Он понурил голову, не осмеливаясь спросить, что она замыслила, но жена высказалась до конца:
— Все очень просто. Надо только согрешить. Дюперье ничего не возразил и удалился с молитвой в спальню. «Господи, — сказал он, переходя к сути дела, — вы удостоили меня высшей награды, какая может человека ожидать на земле, за исключением мученичества. Благодарю вас, господи, но я женат и делю с женой хлеб испытаний, который вы ниспосылаете мне, как и мед вашей милости. Только так благословляемая небом чета может следовать указанным вами путем. Жена моя воистину не в силах переносить не только вид, но и самою мысль о моем ореоле, и не потому, что это знак благосклонности небес, но просто потому, что это ореол. Вы же знаете женщин. Если необычное явление не убивает их сразу и наповал, потом все время спотыкаешься об их представления, которые они вбили себе в умишки. Тут ничего нельзя поделать, и проживи моя жена еще сто лет, в созданной ею вселенной все равно не найдется места моему нимбу. О господь, читающий в моей душе, вы знаете, сколь чужда мне забота о личном благополучии и как мало дорожу я своим спокойствием и домашними шлепанцами. За один знак вашего благоизъявления я выстоял бы, не дрогнув, самые бурные семейные сцены. К несчастью, речь идет не о моем личном покое. Жена моя теряет вкус к жизни. Хуже того, я предвижу день, когда из-за ненависти к моему ореолу она проклянет имя того, кем был он мне дарован. Могу ли я равнодушно допустить смерть и погибель души подруги, которую вы мне выбрали в спутницы жизни? Я стою сейчас на распутье, и более надежная дорога не кажется мне самой милосердной. Пусть глас высшей справедливости отзовется в моем сердце, эту молитву я слагаю к вашим пресветлым стопам, о господи».

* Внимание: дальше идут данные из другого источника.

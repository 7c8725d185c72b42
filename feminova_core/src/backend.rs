// Copyright 2026 the FemiNova Authors
// SPDX-License-Identifier: Apache-2.0 OR MIT

//! Backend contract for platform integrations.
//!
//! The core never touches the DOM. A *backend* crate provides:
//!
//! - **Time**: `now() -> HostTime` and `wall_now() -> WallTime` free
//!   functions reading the platform clocks.
//!
//! - **Wake-ups**: a platform timer armed for the components'
//!   `next_deadline()`, calling their `advance(now, ..)` when it fires, and a
//!   frame source calling [`ImpactCounter::frame`] while an animation is in
//!   flight.
//!
//! - **Surfaces**: implementations of [`RevealSurface`] (observe, unobserve
//!   and reveal elements) and [`CounterView`] (render counter text and toggle
//!   container cues).
//!
//! # Crate boundaries
//!
//! `feminova_core` owns the state machines, timing and formatting. Backend
//! crates depend on it and provide platform glue. The site crate wires both
//! together at page load.
//!
//! [`ImpactCounter::frame`]: crate::counter::ImpactCounter::frame

use crate::counter::{CounterCue, CounterText};
use crate::reveal::TargetId;

/// Failure reported by a [`RevealSurface`] when a target cannot be observed.
///
/// The scheduler never propagates this; it traces the failure and leaves the
/// target in its pre-reveal state.
#[derive(Clone, Copy, Debug, PartialEq, Eq, thiserror::Error)]
pub enum SurfaceError {
    /// The surface has no element for this target.
    #[error("no element registered for {0:?}")]
    UnknownTarget(TargetId),
    /// The platform rejected the observe call.
    #[error("platform refused to observe {0:?}")]
    Rejected(TargetId),
}

/// Applies reveal-scheduler decisions to a platform element tree.
///
/// Both the DOM surface and the simulated test page implement this trait.
pub trait RevealSurface {
    /// Starts reporting visibility changes for `target`.
    fn observe(&mut self, target: TargetId) -> Result<(), SurfaceError>;

    /// Stops reporting visibility changes for `target`.
    ///
    /// Must be a no-op when the target is not observed.
    fn unobserve(&mut self, target: TargetId);

    /// Captures `target`'s children as they are right now, in document
    /// order, and returns how many were captured.
    ///
    /// Later [`reveal_child`](Self::reveal_child) calls index into this
    /// capture, so children added, removed or reordered afterwards do not
    /// shift which element an index names.
    fn snapshot_children(&mut self, target: TargetId) -> usize;

    /// Applies the revealed state to `target` itself.
    fn reveal(&mut self, target: TargetId);

    /// Applies the revealed state to child `index` of the most recent
    /// [`snapshot_children`](Self::snapshot_children) capture.
    ///
    /// Must be a no-op when `index` is outside the capture.
    fn reveal_child(&mut self, target: TargetId, index: usize);
}

/// Displays the impact counter.
pub trait CounterView {
    /// Replaces the counter's text.
    fn render(&mut self, text: &CounterText<'_>);

    /// Turns a container cue on or off.
    fn set_cue(&mut self, cue: CounterCue, on: bool);
}
// Copyright 2026 the FemiNova Authors
// SPDX-License-Identifier: Apache-2.0 OR MIT

//! Scroll reveals wired to the page.

use alloc::rc::Rc;
use core::cell::RefCell;

use feminova_backend_web::{ConsoleSink, DeadlineTimer, DomRevealSurface};
use feminova_core::reveal::{RevealConfig, RevealRole, RevealScheduler};
use feminova_core::trace::Tracer;
use wasm_bindgen::JsValue;
use web_sys::Document;

use crate::dom;

/// Elements that take part in scroll reveals.
const SELECTOR: &str = ".reveal, .reveal-left, .reveal-stagger";

/// Class marking a stagger container.
const STAGGER: &str = "reveal-stagger";

struct RevealState {
    scheduler: RevealScheduler,
    surface: Option<DomRevealSurface>,
}

/// Registers every reveal target on the page and starts the scheduler.
/// Under reduced motion nothing is set up and the page keeps its markup.
pub(crate) fn init(document: &Document) -> Result<(), JsValue> {
    let mut env = feminova_backend_web::environment();
    if env.reduced_motion {
        return Ok(());
    }
    let config = RevealConfig::site();
    let state = Rc::new(RefCell::new(RevealState {
        scheduler: RevealScheduler::new(config),
        surface: None,
    }));

    let weak = Rc::downgrade(&state);
    let timer = Rc::new(DeadlineTimer::new(move |now| {
        let state = weak.upgrade()?;
        let mut state = state.borrow_mut();
        let RevealState { scheduler, surface } = &mut *state;
        let mut sink = ConsoleSink;
        scheduler.advance(now, surface.as_mut()?, &mut Tracer::new(&mut sink));
        scheduler.next_deadline()
    }));

    let weak = Rc::downgrade(&state);
    let timer_cb = Rc::clone(&timer);
    let mut surface = DomRevealSurface::new(&config, move |reports| {
        let Some(state) = weak.upgrade() else {
            return;
        };
        let mut state = state.borrow_mut();
        let RevealState { scheduler, surface } = &mut *state;
        let Some(surface) = surface.as_mut() else {
            return;
        };
        let now = feminova_backend_web::now();
        let mut sink = ConsoleSink;
        let mut tracer = Tracer::new(&mut sink);
        for report in reports {
            scheduler.on_visibility(
                now,
                report.target,
                report.is_intersecting,
                surface,
                &mut tracer,
            );
        }
        timer_cb.arm(scheduler.next_deadline());
    });

    {
        let mut guard = state.borrow_mut();
        let RevealState { scheduler, surface: slot } = &mut *guard;
        for element in dom::query_all(document, SELECTOR)? {
            let role = if element.class_list().contains(STAGGER) {
                RevealRole::StaggerContainer
            } else {
                RevealRole::Single
            };
            let id = scheduler.register(role);
            surface.insert(id, element)?;
        }

        // A constructor failure counts as no observer, which reveals
        // everything up front.
        env.observer_supported &= surface.has_observer();

        let mut sink = ConsoleSink;
        scheduler.start(
            feminova_backend_web::now(),
            env,
            &mut surface,
            &mut Tracer::new(&mut sink),
        );
        *slot = Some(surface);
        timer.arm(scheduler.next_deadline());
    }

    // Keep the scheduler alive; there is no teardown on the web.
    core::mem::forget(state);
    Ok(())
}
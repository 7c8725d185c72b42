// Copyright 2026 the FemiNova Authors
// SPDX-License-Identifier: Apache-2.0 OR MIT

//! Handlers the page calls from inline attributes, plus the document-wide
//! keyboard and backdrop listeners.
//!
//! Every exported function keeps the camel-case name the markup uses, so
//! `onclick="toggleCampaign('campaign1')"` and friends work unchanged.

use alloc::format;
use alloc::string::ToString as _;

use feminova_core::search::{SearchOutcome, route};
use wasm_bindgen::prelude::*;
use web_sys::{Document, Element, Event, HtmlFormElement, HtmlInputElement, KeyboardEvent};

use crate::dom;
use crate::forms::{self, Donation};

const SEARCH_INPUT: &str = "searchInput";
const MODALS: &str = "[id$=\"Modal\"]";

/// Delay before the second modal opens when switching between login and
/// signup, in milliseconds.
const MODAL_SWITCH_MS: i32 = 100;

/// Delay between successive mobile menu items, in milliseconds.
const MENU_ITEM_STAGGER_MS: i32 = 50;

/// Routes the search box query: navigates on a keyword hit, otherwise
/// explains what can be searched.
#[wasm_bindgen(js_name = performSearch)]
pub fn perform_search() -> Result<(), JsValue> {
    let document = dom::document()?;
    let Some(input) = document
        .get_element_by_id(SEARCH_INPUT)
        .and_then(|el| el.dyn_into::<HtmlInputElement>().ok())
    else {
        return Ok(());
    };

    let outcome = route(&input.value());
    if let SearchOutcome::Navigate(target) = outcome {
        dom::window()?.location().set_href(target)?;
    } else if let Some(message) = outcome.message() {
        dom::alert(&message);
        if outcome == SearchOutcome::Empty {
            return Ok(());
        }
    }
    input.set_value("");
    Ok(())
}

/// Expands or collapses the campaign accordion `campaign_id`.
#[wasm_bindgen(js_name = toggleCampaign)]
pub fn toggle_campaign(campaign_id: &str) -> Result<(), JsValue> {
    let document = dom::document()?;
    let (Some(content), Some(icon)) = (
        dom::by_id(&document, campaign_id),
        dom::by_id(&document, &format!("{campaign_id}-icon")),
    ) else {
        return Ok(());
    };
    dom::toggle_accordion(&content, &icon)
}

fn show_modal(id: &str) -> Result<(), JsValue> {
    let document = dom::document()?;
    if let Some(modal) = document.get_element_by_id(id) {
        let list = modal.class_list();
        list.remove_1("hidden")?;
        list.add_1("flex")?;
        dom::set_body_overflow(&document, "hidden");
    }
    Ok(())
}

/// Opens the login modal.
#[wasm_bindgen(js_name = showLogin)]
pub fn show_login() -> Result<(), JsValue> {
    show_modal("loginModal")
}

/// Opens the signup modal.
#[wasm_bindgen(js_name = showSignup)]
pub fn show_signup() -> Result<(), JsValue> {
    show_modal("signupModal")
}

/// Opens the donation modal.
#[wasm_bindgen(js_name = showDonationModal)]
pub fn show_donation_modal() -> Result<(), JsValue> {
    show_modal("donationModal")
}

/// Opens the volunteer modal.
#[wasm_bindgen(js_name = showVolunteerModal)]
pub fn show_volunteer_modal() -> Result<(), JsValue> {
    show_modal("volunteerModal")
}

/// "Donate" call to action.
#[wasm_bindgen(js_name = handleDonation)]
pub fn handle_donation() -> Result<(), JsValue> {
    show_donation_modal()
}

/// "Volunteer" call to action.
#[wasm_bindgen(js_name = handleVolunteer)]
pub fn handle_volunteer() -> Result<(), JsValue> {
    show_volunteer_modal()
}

/// Closes every modal on the page and unlocks page scroll.
#[wasm_bindgen(js_name = closeModal)]
pub fn close_modal() -> Result<(), JsValue> {
    let document = dom::document()?;
    for modal in dom::query_all(&document, MODALS)? {
        let list = modal.class_list();
        list.add_1("hidden")?;
        list.remove_1("flex")?;
    }
    dom::set_body_overflow(&document, "auto");
    Ok(())
}

/// Swaps the login modal for the signup modal.
#[wasm_bindgen(js_name = showSignupFromLogin)]
pub fn show_signup_from_login() -> Result<(), JsValue> {
    close_modal()?;
    dom::after(MODAL_SWITCH_MS, || {
        let _ = show_signup();
    });
    Ok(())
}

/// Swaps the signup modal for the login modal.
#[wasm_bindgen(js_name = showLoginFromSignup)]
pub fn show_login_from_signup() -> Result<(), JsValue> {
    close_modal()?;
    dom::after(MODAL_SWITCH_MS, || {
        let _ = show_login();
    });
    Ok(())
}

/// Opens or closes the mobile menu. Opening brings the items in one after
/// another; closing drops them all at once.
#[wasm_bindgen(js_name = toggleMobileMenu)]
pub fn toggle_mobile_menu() -> Result<(), JsValue> {
    let document = dom::document()?;
    let Some(menu) = document.get_element_by_id("mobileMenu") else {
        return Ok(());
    };
    if let Some(icon) = document.query_selector(".hamburger-icon")? {
        icon.class_list().toggle("active")?;
    }
    let open = menu.class_list().toggle("active")?;

    let items = dom::query_all(&document, ".mobile-menu-item")?;
    if open {
        for (index, item) in items.into_iter().enumerate() {
            let menu = menu.clone();
            let delay =
                MENU_ITEM_STAGGER_MS.saturating_mul(i32::try_from(index).unwrap_or(i32::MAX));
            dom::after(delay, move || {
                // The menu may have closed again before this item's turn.
                if menu.class_list().contains("active") {
                    let _ = item.class_list().add_1("active");
                }
            });
        }
    } else {
        for item in items {
            item.class_list().remove_1("active")?;
        }
    }
    Ok(())
}

fn reset_form(event: &Event) {
    if let Some(form) = event
        .target()
        .and_then(|t| t.dyn_into::<HtmlFormElement>().ok())
    {
        form.reset();
    }
}

/// Contact form submit.
#[wasm_bindgen(js_name = handleContactSubmit)]
pub fn handle_contact_submit(event: Event) -> Result<(), JsValue> {
    event.prevent_default();
    let document = dom::document()?;
    let name = dom::input_value(&document, "name");
    let email = dom::input_value(&document, "email");
    dom::alert(&forms::contact_ack(&name, &email));
    reset_form(&event);
    Ok(())
}

/// Login form submit.
#[wasm_bindgen(js_name = handleLogin)]
pub fn handle_login(event: Event) -> Result<(), JsValue> {
    event.prevent_default();
    let document = dom::document()?;
    let email = dom::input_value(&document, "loginEmail");
    dom::alert(&forms::login_ack(&email));
    close_modal()?;
    reset_form(&event);
    Ok(())
}

/// Signup form submit.
#[wasm_bindgen(js_name = handleSignup)]
pub fn handle_signup(event: Event) -> Result<(), JsValue> {
    event.prevent_default();
    let document = dom::document()?;
    let name = dom::input_value(&document, "signupName");
    let email = dom::input_value(&document, "signupEmail");
    dom::alert(&forms::signup_ack(&name, &email));
    close_modal()?;
    reset_form(&event);
    Ok(())
}

/// Preset donation amount button.
///
/// `event` may be omitted, as in `onclick="selectAmount(500)"`; the
/// window's current event is used instead.
#[wasm_bindgen(js_name = selectAmount)]
pub fn select_amount(amount: f64, event: Option<Event>) -> Result<(), JsValue> {
    let document = dom::document()?;
    if let Some(input) = document
        .get_element_by_id("customAmount")
        .and_then(|el| el.dyn_into::<HtmlInputElement>().ok())
    {
        input.set_value(&amount.to_string());
    }
    for button in dom::query_all(&document, ".amount-btn")? {
        let list = button.class_list();
        list.remove_2("border-pink-600", "bg-pink-50")?;
        list.add_1("border-pink-200")?;
    }

    let event = match event {
        Some(event) => Some(event),
        None => js_sys::Reflect::get(&dom::window()?.into(), &"event".into())?
            .dyn_into::<Event>()
            .ok(),
    };
    if let Some(button) = event
        .and_then(|e| e.target())
        .and_then(|t| t.dyn_into::<Element>().ok())
    {
        let list = button.class_list();
        list.remove_1("border-pink-200")?;
        list.add_2("border-pink-600", "bg-pink-50")?;
    }
    Ok(())
}

/// Donation form submit.
#[wasm_bindgen(js_name = handleDonationSubmit)]
pub fn handle_donation_submit(event: Event) -> Result<(), JsValue> {
    event.prevent_default();
    let document = dom::document()?;
    let name = dom::input_value(&document, "donorName");
    let email = dom::input_value(&document, "donorEmail");
    let amount = dom::input_value(&document, "customAmount");
    let anonymous = document
        .get_element_by_id("anonymous")
        .and_then(|el| el.dyn_into::<HtmlInputElement>().ok())
        .is_some_and(|input| input.checked());

    match forms::donation_ack(&Donation {
        name: &name,
        email: &email,
        amount: &amount,
        anonymous,
    }) {
        Ok(message) => {
            dom::alert(&message);
            close_modal()?;
            reset_form(&event);
        }
        Err(problem) => dom::alert(problem),
    }
    Ok(())
}

/// Volunteer form submit.
#[wasm_bindgen(js_name = handleVolunteerSubmit)]
pub fn handle_volunteer_submit(event: Event) -> Result<(), JsValue> {
    event.prevent_default();
    let document = dom::document()?;
    let name = dom::input_value(&document, "volunteerName");
    let email = dom::input_value(&document, "volunteerEmail");
    let interests = dom::query_all(&document, "input[name=\"interests\"]:checked")?.len();

    match forms::volunteer_ack(&name, &email, interests) {
        Ok(message) => {
            dom::alert(&message);
            close_modal()?;
            reset_form(&event);
        }
        Err(problem) => dom::alert(problem),
    }
    Ok(())
}

/// Installs the document-wide listeners: Enter in the search box searches,
/// Escape closes modals, and a click on a modal's backdrop closes it.
pub(crate) fn install(document: &Document) -> Result<(), JsValue> {
    dom::listen(document, "keypress", |event| {
        let Ok(key) = event.dyn_into::<KeyboardEvent>() else {
            return;
        };
        let on_search = key
            .target()
            .and_then(|t| t.dyn_into::<Element>().ok())
            .is_some_and(|el| el.id() == SEARCH_INPUT);
        if key.key() == "Enter" && on_search {
            let _ = perform_search();
        }
    })?;

    dom::listen(document, "keydown", |event| {
        if let Ok(key) = event.dyn_into::<KeyboardEvent>()
            && key.key() == "Escape"
        {
            let _ = close_modal();
        }
    })?;

    dom::listen(document, "click", |event| {
        // Only the overlay itself, not clicks bubbling up from its content.
        let on_backdrop = event
            .target()
            .and_then(|t| t.dyn_into::<Element>().ok())
            .is_some_and(|el| el.id().ends_with("Modal"));
        if on_backdrop {
            let _ = close_modal();
        }
    })
}
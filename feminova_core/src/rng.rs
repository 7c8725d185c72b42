// Copyright 2026 the FemiNova Authors
// SPDX-License-Identifier: Apache-2.0 OR MIT

//! Small seeded pseudo-random generator.
//!
//! The counter's growth delays and the affirmation fallback pick only need a
//! plausible spread, not statistical quality. A 64-bit LCG keeps the core
//! `no_std` and makes every test reproducible from its seed.

/// 64-bit linear congruential generator.
#[derive(Clone, Debug)]
pub struct Lcg64 {
    state: u64,
}

impl Lcg64 {
    /// Creates a generator from a seed.
    #[must_use]
    pub const fn new(seed: u64) -> Self {
        Self { state: seed }
    }

    /// Returns a uniform value in `[0, 1)`.
    pub fn next_unit(&mut self) -> f64 {
        self.state = self
            .state
            .wrapping_mul(6_364_136_223_846_793_005)
            .wrapping_add(1);
        ((self.state >> 11) as f64) / ((1_u64 << 53) as f64)
    }

    /// Returns a uniform value in `[lo, hi)`.
    pub fn next_range(&mut self, lo: f64, hi: f64) -> f64 {
        lo + (hi - lo) * self.next_unit()
    }

    /// Returns a uniform index in `[0, len)`. `len` must be non-zero.
    #[expect(
        clippy::cast_possible_truncation,
        clippy::cast_sign_loss,
        reason = "unit value times len is in [0, len)"
    )]
    pub fn next_index(&mut self, len: usize) -> usize {
        let idx = (self.next_unit() * len as f64) as usize;
        idx.min(len.saturating_sub(1))
    }
}
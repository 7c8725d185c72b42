// Copyright 2026 the FemiNova Authors
// SPDX-License-Identifier: Apache-2.0 OR MIT

//! Geometric visibility predicate.
//!
//! Mirrors how an intersection observer decides that an element is visible:
//! the viewport is shrunk by the configured bottom margin, and the element is
//! visible once the fraction of its area inside that shrunken root reaches
//! the threshold.
//!
//! Browsers compute this natively; the predicate exists so that hosts without
//! an observer (the simulated page, scroll-polling fallbacks) make the same
//! decision.

use kurbo::Rect;

use crate::reveal::RevealConfig;

/// Returns `viewport` with its bottom edge raised by `bottom_pct` percent of
/// its height.
#[must_use]
pub fn effective_root(viewport: Rect, bottom_pct: f64) -> Rect {
    let shrink = viewport.height() * bottom_pct / 100.0;
    Rect::new(
        viewport.x0,
        viewport.y0,
        viewport.x1,
        (viewport.y1 - shrink).max(viewport.y0),
    )
}

/// Returns the fraction of `element`'s area that lies inside `root`.
///
/// Degenerate (zero-area) elements count as fully visible when they touch
/// the root and invisible otherwise.
#[must_use]
pub fn intersection_ratio(element: Rect, root: Rect) -> f64 {
    let element = element.abs();
    let area = element.area();
    if area <= 0.0 {
        let touches = element.x0 <= root.x1
            && element.x1 >= root.x0
            && element.y0 <= root.y1
            && element.y1 >= root.y0;
        return if touches { 1.0 } else { 0.0 };
    }
    let overlap = element.intersect(root).area();
    (overlap / area).clamp(0.0, 1.0)
}

/// Returns `true` if `element` counts as intersecting `viewport` under
/// `config`'s root margin and threshold.
#[must_use]
pub fn is_intersecting(element: Rect, viewport: Rect, config: &RevealConfig) -> bool {
    let root = effective_root(viewport, config.root_margin_bottom_pct);
    let ratio = intersection_ratio(element, root);
    ratio > 0.0 && ratio >= config.threshold
}
// Copyright 2026 the FemiNova Authors
// SPDX-License-Identifier: Apache-2.0 OR MIT

//! `setTimeout` wake-ups.
//!
//! The core components expose a single `next_deadline()`. [`DeadlineTimer`]
//! keeps at most one `setTimeout` pending for that deadline; when it fires,
//! the callback runs due work and hands back the next deadline, which the
//! timer re-arms for.

use alloc::boxed::Box;
use alloc::rc::Rc;
use core::cell::{Cell, RefCell};

use wasm_bindgen::closure::Closure;
use wasm_bindgen::prelude::*;

use feminova_core::time::HostTime;

#[wasm_bindgen]
extern "C" {
    #[wasm_bindgen(js_name = "setTimeout")]
    fn set_timeout(callback: &JsValue, delay_ms: i32) -> i32;

    #[wasm_bindgen(js_name = "clearTimeout")]
    fn clear_timeout(id: i32);
}

type TimeoutClosure = Closure<dyn FnMut()>;

struct TimerInner {
    closure: RefCell<Option<TimeoutClosure>>,
    /// Runs due work at the given time; returns the next deadline.
    callback: RefCell<Box<dyn FnMut(HostTime) -> Option<HostTime>>>,
    /// Pending `setTimeout` handle and the deadline it was armed for.
    pending: Cell<Option<(i32, HostTime)>>,
}

/// Single-shot, re-arming deadline timer.
pub struct DeadlineTimer {
    inner: Rc<TimerInner>,
}

impl DeadlineTimer {
    /// Creates a disarmed timer.
    pub fn new(callback: impl FnMut(HostTime) -> Option<HostTime> + 'static) -> Self {
        let inner = Rc::new(TimerInner {
            closure: RefCell::new(None),
            callback: RefCell::new(Box::new(callback)),
            pending: Cell::new(None),
        });

        let weak = Rc::downgrade(&inner);
        let closure = Closure::wrap(Box::new(move || {
            let Some(inner) = weak.upgrade() else {
                return;
            };
            inner.pending.set(None);
            let next = inner.callback.borrow_mut()(crate::now());
            arm_inner(&inner, next);
        }) as Box<dyn FnMut()>);
        *inner.closure.borrow_mut() = Some(closure);

        Self { inner }
    }

    /// Arms the timer for `deadline`, replacing any pending wake-up.
    /// `None` disarms it.
    pub fn arm(&self, deadline: Option<HostTime>) {
        arm_inner(&self.inner, deadline);
    }

    /// Returns the deadline the timer is armed for.
    #[must_use]
    pub fn armed_for(&self) -> Option<HostTime> {
        self.inner.pending.get().map(|(_, at)| at)
    }
}

fn arm_inner(inner: &TimerInner, deadline: Option<HostTime>) {
    if let Some((id, at)) = inner.pending.get() {
        if Some(at) == deadline {
            return;
        }
        clear_timeout(id);
        inner.pending.set(None);
    }
    let Some(deadline) = deadline else {
        return;
    };
    if let Some(ref closure) = *inner.closure.borrow() {
        let delay = deadline.saturating_duration_since(crate::now());
        let delay_ms = i32::try_from(delay.as_millis() + 1).unwrap_or(i32::MAX);
        let id = set_timeout(closure.as_ref().unchecked_ref(), delay_ms);
        inner.pending.set(Some((id, deadline)));
    }
}

impl Drop for DeadlineTimer {
    fn drop(&mut self) {
        self.arm(None);
        self.inner.closure.borrow_mut().take();
    }
}

impl core::fmt::Debug for DeadlineTimer {
    fn fmt(&self, f: &mut core::fmt::Formatter<'_>) -> core::fmt::Result {
        f.debug_struct("DeadlineTimer")
            .field("armed_for", &self.armed_for())
            .finish_non_exhaustive()
    }
}
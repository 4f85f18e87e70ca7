//! Held direction keys
//!
//! Key events only flip booleans here; the next tick reads them. Holding
//! both directions is legal and the two displacements cancel out.

use serde::{Deserialize, Serialize};

/// Horizontal direction
#[derive(Debug, Clone, Copy, PartialEq, Eq, Hash, Serialize, Deserialize)]
pub enum Direction {
    Left,
    Right,
}

/// Directions held during a tick
#[derive(Debug, Clone, Copy, Default, PartialEq, Eq, Serialize, Deserialize)]
pub struct Directions {
    pub left: bool,
    pub right: bool,
}

impl Directions {
    pub fn contains(&self, direction: Direction) -> bool {
        match direction {
            Direction::Left => self.left,
            Direction::Right => self.right,
        }
    }

    pub fn is_empty(&self) -> bool {
        !self.left && !self.right
    }

    /// Net horizontal displacement for the given per-direction step
    pub fn displacement(&self, step: f32) -> f32 {
        let mut dx = 0.0;
        if self.left {
            dx -= step;
        }
        if self.right {
            dx += step;
        }
        dx
    }
}

/// Latch of currently-held direction keys
#[derive(Debug, Clone, Default)]
pub struct InputLatch {
    held: Directions,
}

impl InputLatch {
    pub fn new() -> Self {
        Self::default()
    }

    pub fn set_direction(&mut self, direction: Direction, pressed: bool) {
        match direction {
            Direction::Left => self.held.left = pressed,
            Direction::Right => self.held.right = pressed,
        }
    }

    pub fn current_directions(&self) -> Directions {
        self.held
    }
}
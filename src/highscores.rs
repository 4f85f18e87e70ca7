//! High score leaderboard
//!
//! Kept for the lifetime of the process, tracks the top 10 finished runs.

use serde::{Deserialize, Serialize};

use crate::sim::OverReason;

/// Maximum number of high scores to keep
pub const MAX_HIGH_SCORES: usize = 10;

/// A single finished run
#[derive(Debug, Clone, PartialEq, Serialize, Deserialize)]
pub struct HighScoreEntry {
    /// Seconds survived
    pub score: f32,
    /// Simulation ticks survived
    pub ticks: u64,
    /// How the run ended
    pub reason: OverReason,
}

/// High score leaderboard (sorted descending by score)
#[derive(Debug, Clone, Serialize, Deserialize, Default)]
pub struct HighScores {
    pub entries: Vec<HighScoreEntry>,
}

impl HighScores {
    /// Create empty leaderboard
    pub fn new() -> Self {
        Self {
            entries: Vec::new(),
        }
    }

    /// Check if a score qualifies for the leaderboard
    pub fn qualifies(&self, score: f32) -> bool {
        if score <= 0.0 {
            return false;
        }
        if self.entries.len() < MAX_HIGH_SCORES {
            return true;
        }
        self.entries.last().map(|e| score > e.score).unwrap_or(true)
    }

    /// Record a finished run if it qualifies; returns the rank achieved
    pub fn add_score(&mut self, score: f32, ticks: u64, reason: OverReason) -> Option<usize> {
        if !self.qualifies(score) {
            return None;
        }

        let entry = HighScoreEntry {
            score,
            ticks,
            reason,
        };

        // Ties keep the earlier run ahead
        let pos = self.entries.iter().position(|e| score > e.score);
        let rank = match pos {
            Some(i) => {
                self.entries.insert(i, entry);
                i + 1
            }
            None => {
                self.entries.push(entry);
                self.entries.len()
            }
        };

        self.entries.truncate(MAX_HIGH_SCORES);

        Some(rank)
    }

    pub fn is_empty(&self) -> bool {
        self.entries.is_empty()
    }

    /// Get the top score (if any)
    pub fn top_score(&self) -> Option<f32> {
        self.entries.first().map(|e| e.score)
    }
}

Едва он закончил молитву, как сердце его тотчас высказалось за путь греха, в котором он усмотрел долг христианского милосердия. Он вернулся в гостиную, где ждала его, скрежеща зубами, супруга.
— Господь справедлив, — сказал он, запустив большой палец за проймы жилета. — Он знал, что творил, давая мне нимб. Я заслуживаю его больше, чем кто-либо другой. Таких, как я, днем с огнем не сыскать. Как подумаю о низости человеческого стада и, с другой стороны, о всех совершенствах, заключенных в моей особе, мне хочется плевать в лица прохожим. Бог вознаградил меня, это правда, но если бы и церковь думала о справедливости, разве не пристала мне роль, ну не меньше, чем архиепископа?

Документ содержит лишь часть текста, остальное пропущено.